(Beginning of Records for processing)
mod common;

use axum::http::StatusCode;
use common::{bare_request, json_request, order_body, test_app};
use serde_json::json;

#[tokio::test]
async fn test_order_routes_require_authentication() {
    let app = test_app();
    let book = app.book("Dune", "10.00", 5).await;

    let (status, body) = app
        .send(json_request("POST", "/api/orders", None, order_body(&[(book, 1)])))
        .await;
    assert_eq!(status, StatusCode::UNAUTHORIZED);
    assert_eq!(body["success"], false);

    for uri in ["/api/orders/user", "/api/orders/admin", "/api/orders/1"] {
        let (status, _) = app.send(bare_request("GET", uri, None)).await;
        assert_eq!(status, StatusCode::UNAUTHORIZED, "{uri}");
    }

    let (status, _) = app
        .send(bare_request("POST", "/api/orders", Some("not.a.jwt")))
        .await;
    assert_eq!(status, StatusCode::UNAUTHORIZED);
    assert_eq!(app.stock_of(book).await, 5);
}

#[tokio::test]
async fn test_admin_routes_forbid_customers() {
    let app = test_app();
    let token = app.customer("carol").await;

    let (status, body) = app
        .send(bare_request("GET", "/api/orders/admin", Some(&token)))
        .await;
    assert_eq!(status, StatusCode::FORBIDDEN);
    assert_eq!(body["success"], false);

    let (status, _) = app
        .send(json_request(
            "PUT",
            "/api/orders/1/status",
            Some(&token),
            json!({ "status": "SHIPPED" }),
        ))
        .await;
    assert_eq!(status, StatusCode::FORBIDDEN);
}

#[tokio::test]
async fn test_place_order_reserves_stock_and_totals() {
    let app = test_app();
    let token = app.customer("alice").await;
    let book = app.book("Dune", "10.00", 5).await;

    let (status, body) = app
        .send(json_request("POST", "/api/orders", Some(&token), order_body(&[(book, 3)])))
        .await;

    assert_eq!(status, StatusCode::OK);
    assert_eq!(body["success"], true);
    assert_eq!(body["totalAmount"], 30.0);
    assert_eq!(body["status"], "PENDING");
    assert!(body["orderId"].as_i64().is_some());
    assert_eq!(app.stock_of(book).await, 2);

    let (status, body) = app
        .send(bare_request("GET", "/api/orders/user", Some(&token)))
        .await;
    assert_eq!(status, StatusCode::OK);
    assert_eq!(body["count"], 1);
    let order = &body["orders"][0];
    assert_eq!(order["address"], "221B Baker Street");
    assert_eq!(order["orderItems"][0]["title"], "Dune");
    assert_eq!(order["orderItems"][0]["quantity"], 3);
    assert_eq!(order["orderItems"][0]["price"], 10.0);
    assert_eq!(order["orderItems"][0]["book"]["id"], book.into_inner());
    assert_eq!(order["orderItems"][0]["book"]["title"], "Dune");
    assert_eq!(order["orderItems"][0]["book"]["price"], 10.0);
    assert!(order.get("user").is_none());
}

#[tokio::test]
async fn test_insufficient_stock_changes_nothing() {
    let app = test_app();
    let token = app.customer("bob").await;
    let plenty = app.book("Emma", "5.00", 10).await;
    let scarce = app.book("Ulysses", "12.50", 2).await;

    let (status, body) = app
        .send(json_request(
            "POST",
            "/api/orders",
            Some(&token),
            order_body(&[(plenty, 4), (scarce, 3)]),
        ))
        .await;

    assert_eq!(status, StatusCode::CONFLICT);
    assert_eq!(
        body["message"],
        "Insufficient stock for book: Ulysses. Available: 2, Requested: 3"
    );
    assert_eq!(app.stock_of(plenty).await, 10);
    assert_eq!(app.stock_of(scarce).await, 2);
    assert_eq!(app.store.order_count().await, 0);
}

#[tokio::test]
async fn test_rejects_empty_unknown_and_non_positive_lines() {
    let app = test_app();
    let token = app.customer("dave").await;
    let book = app.book("Dune", "10.00", 5).await;

    let (status, body) = app
        .send(json_request("POST", "/api/orders", Some(&token), order_body(&[])))
        .await;
    assert_eq!(status, StatusCode::BAD_REQUEST);
    assert_eq!(body["message"], "Order must contain at least one item");

    let (status, _) = app
        .send(json_request(
            "POST",
            "/api/orders",
            Some(&token),
            json!({ "items": [{ "bookId": 999, "quantity": 1 }], "shippingAddress": "x" }),
        ))
        .await;
    assert_eq!(status, StatusCode::NOT_FOUND);

    let (status, _) = app
        .send(json_request("POST", "/api/orders", Some(&token), order_body(&[(book, 0)])))
        .await;
    assert_eq!(status, StatusCode::BAD_REQUEST);

    let (status, body) = app
        .send(json_request(
            "POST",
            "/api/orders",
            Some(&token),
            json!({ "items": [{ "bookId": book.into_inner(), "quantity": 1 }], "shippingAddress": " " }),
        ))
        .await;
    assert_eq!(status, StatusCode::BAD_REQUEST);
    assert_eq!(body["message"], "Shipping address is required");

    assert_eq!(app.stock_of(book).await, 5);
    assert_eq!(app.store.order_count().await, 0);
}

#[tokio::test]
async fn test_admin_updates_status_and_lists_everything() {
    let app = test_app();
    let customer = app.customer("erin").await;
    let admin = app.admin("root").await;
    let book = app.book("Dune", "10.00", 5).await;

    let (_, placed) = app
        .send(json_request("POST", "/api/orders", Some(&customer), order_body(&[(book, 1)])))
        .await;
    let order_id = placed["orderId"].as_i64().unwrap();
    let status_uri = format!("/api/orders/{order_id}/status");

    let (status, body) = app
        .send(json_request("PUT", &status_uri, Some(&admin), json!({ "status": "shipped" })))
        .await;
    assert_eq!(status, StatusCode::OK);
    assert_eq!(body["order"]["status"], "SHIPPED");
    assert_eq!(body["order"]["user"]["username"], "erin");

    let (status, body) = app
        .send(json_request("PUT", &status_uri, Some(&admin), json!({ "status": "LOST" })))
        .await;
    assert_eq!(status, StatusCode::BAD_REQUEST);
    assert_eq!(
        body["message"],
        "Invalid order status. Valid values are: PENDING, SHIPPED, DELIVERED, CANCELLED"
    );

    let (status, body) = app
        .send(json_request("PUT", &status_uri, Some(&admin), json!({ "status": "" })))
        .await;
    assert_eq!(status, StatusCode::BAD_REQUEST);
    assert_eq!(body["message"], "status is required");

    let (status, _) = app
        .send(json_request(
            "PUT",
            "/api/orders/4242/status",
            Some(&admin),
            json!({ "status": "SHIPPED" }),
        ))
        .await;
    assert_eq!(status, StatusCode::NOT_FOUND);

    let (status, body) = app
        .send(bare_request("GET", "/api/orders/admin", Some(&admin)))
        .await;
    assert_eq!(status, StatusCode::OK);
    assert_eq!(body["count"], 1);
    assert_eq!(body["orders"][0]["user"]["email"], "erin@example.com");
    assert_eq!(body["orders"][0]["status"], "SHIPPED");
}

#[tokio::test]
async fn test_order_visibility_and_cancel() {
    let app = test_app();
    let owner = app.customer("frank").await;
    let stranger = app.customer("grace").await;
    let admin = app.admin("root").await;
    let book = app.book("Dune", "10.00", 5).await;

    let (_, placed) = app
        .send(json_request("POST", "/api/orders", Some(&owner), order_body(&[(book, 2)])))
        .await;
    let order_id = placed["orderId"].as_i64().unwrap();
    let order_uri = format!("/api/orders/{order_id}");

    let (status, _) = app.send(bare_request("GET", &order_uri, Some(&owner))).await;
    assert_eq!(status, StatusCode::OK);

    let (status, _) = app
        .send(bare_request("GET", &order_uri, Some(&stranger)))
        .await;
    assert_eq!(status, StatusCode::FORBIDDEN);

    let (status, body) = app.send(bare_request("GET", &order_uri, Some(&admin))).await;
    assert_eq!(status, StatusCode::OK);
    assert_eq!(body["order"]["user"]["username"], "frank");

    let cancel_uri = format!("{order_uri}/cancel");
    let (status, _) = app
        .send(bare_request("POST", &cancel_uri, Some(&stranger)))
        .await;
    assert_eq!(status, StatusCode::FORBIDDEN);

    let (status, body) = app.send(bare_request("POST", &cancel_uri, Some(&owner))).await;
    assert_eq!(status, StatusCode::OK);
    assert_eq!(body["order"]["status"], "CANCELLED");
    assert_eq!(app.stock_of(book).await, 3);

    let (status, _) = app
        .send(bare_request("GET", "/api/orders/777", Some(&owner)))
        .await;
    assert_eq!(status, StatusCode::NOT_FOUND);
}

#[tokio::test]
async fn test_non_numeric_order_id_is_bad_request() {
    let app = test_app();
    let customer = app.customer("heidi").await;
    let admin = app.admin("root").await;

    let (status, body) = app
        .send(bare_request("GET", "/api/orders/abc", Some(&customer)))
        .await;
    assert_eq!(status, StatusCode::BAD_REQUEST);
    assert_eq!(body["success"], false);
    assert_eq!(body["message"], "Invalid path parameter");

    let (status, body) = app
        .send(bare_request("POST", "/api/orders/abc/cancel", Some(&customer)))
        .await;
    assert_eq!(status, StatusCode::BAD_REQUEST);
    assert_eq!(body["success"], false);

    let (status, body) = app
        .send(json_request(
            "PUT",
            "/api/orders/abc/status",
            Some(&admin),
            json!({ "status": "SHIPPED" }),
        ))
        .await;
    assert_eq!(status, StatusCode::BAD_REQUEST);
    assert_eq!(body["success"], false);
}

#[tokio::test(flavor = "multi_thread", worker_threads = 4)]
async fn test_concurrent_orders_never_oversell() {
    let app = test_app();
    let book = app.book("Last Copy", "9.99", 3).await;

    let mut tokens = Vec::new();
    for i in 0..12 {
        tokens.push(app.customer(&format!("buyer{i}")).await);
    }

    let mut handles = Vec::new();
    for token in tokens {
        let router = app.router.clone();
        let request = json_request("POST", "/api/orders", Some(&token), order_body(&[(book, 1)]));
        handles.push(tokio::spawn(async move {
            use tower::ServiceExt;
            router.oneshot(request).await.unwrap().status()
        }));
    }

    let mut placed = 0;
    let mut rejected = 0;
    for handle in handles {
        match handle.await.unwrap() {
            StatusCode::OK => placed += 1,
            StatusCode::CONFLICT => rejected += 1,
            other => panic!("unexpected status {other}"),
        }
    }

    assert_eq!(placed, 3);
    assert_eq!(rejected, 9);
    assert_eq!(app.stock_of(book).await, 0);
    assert_eq!(app.store.order_count().await, 3);
}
(End of Records for processing)
_Problem statement_:
Determine the number of lines in the records that contain the word "scarce", and provide that number alone.

_Solution to this exercise_:
3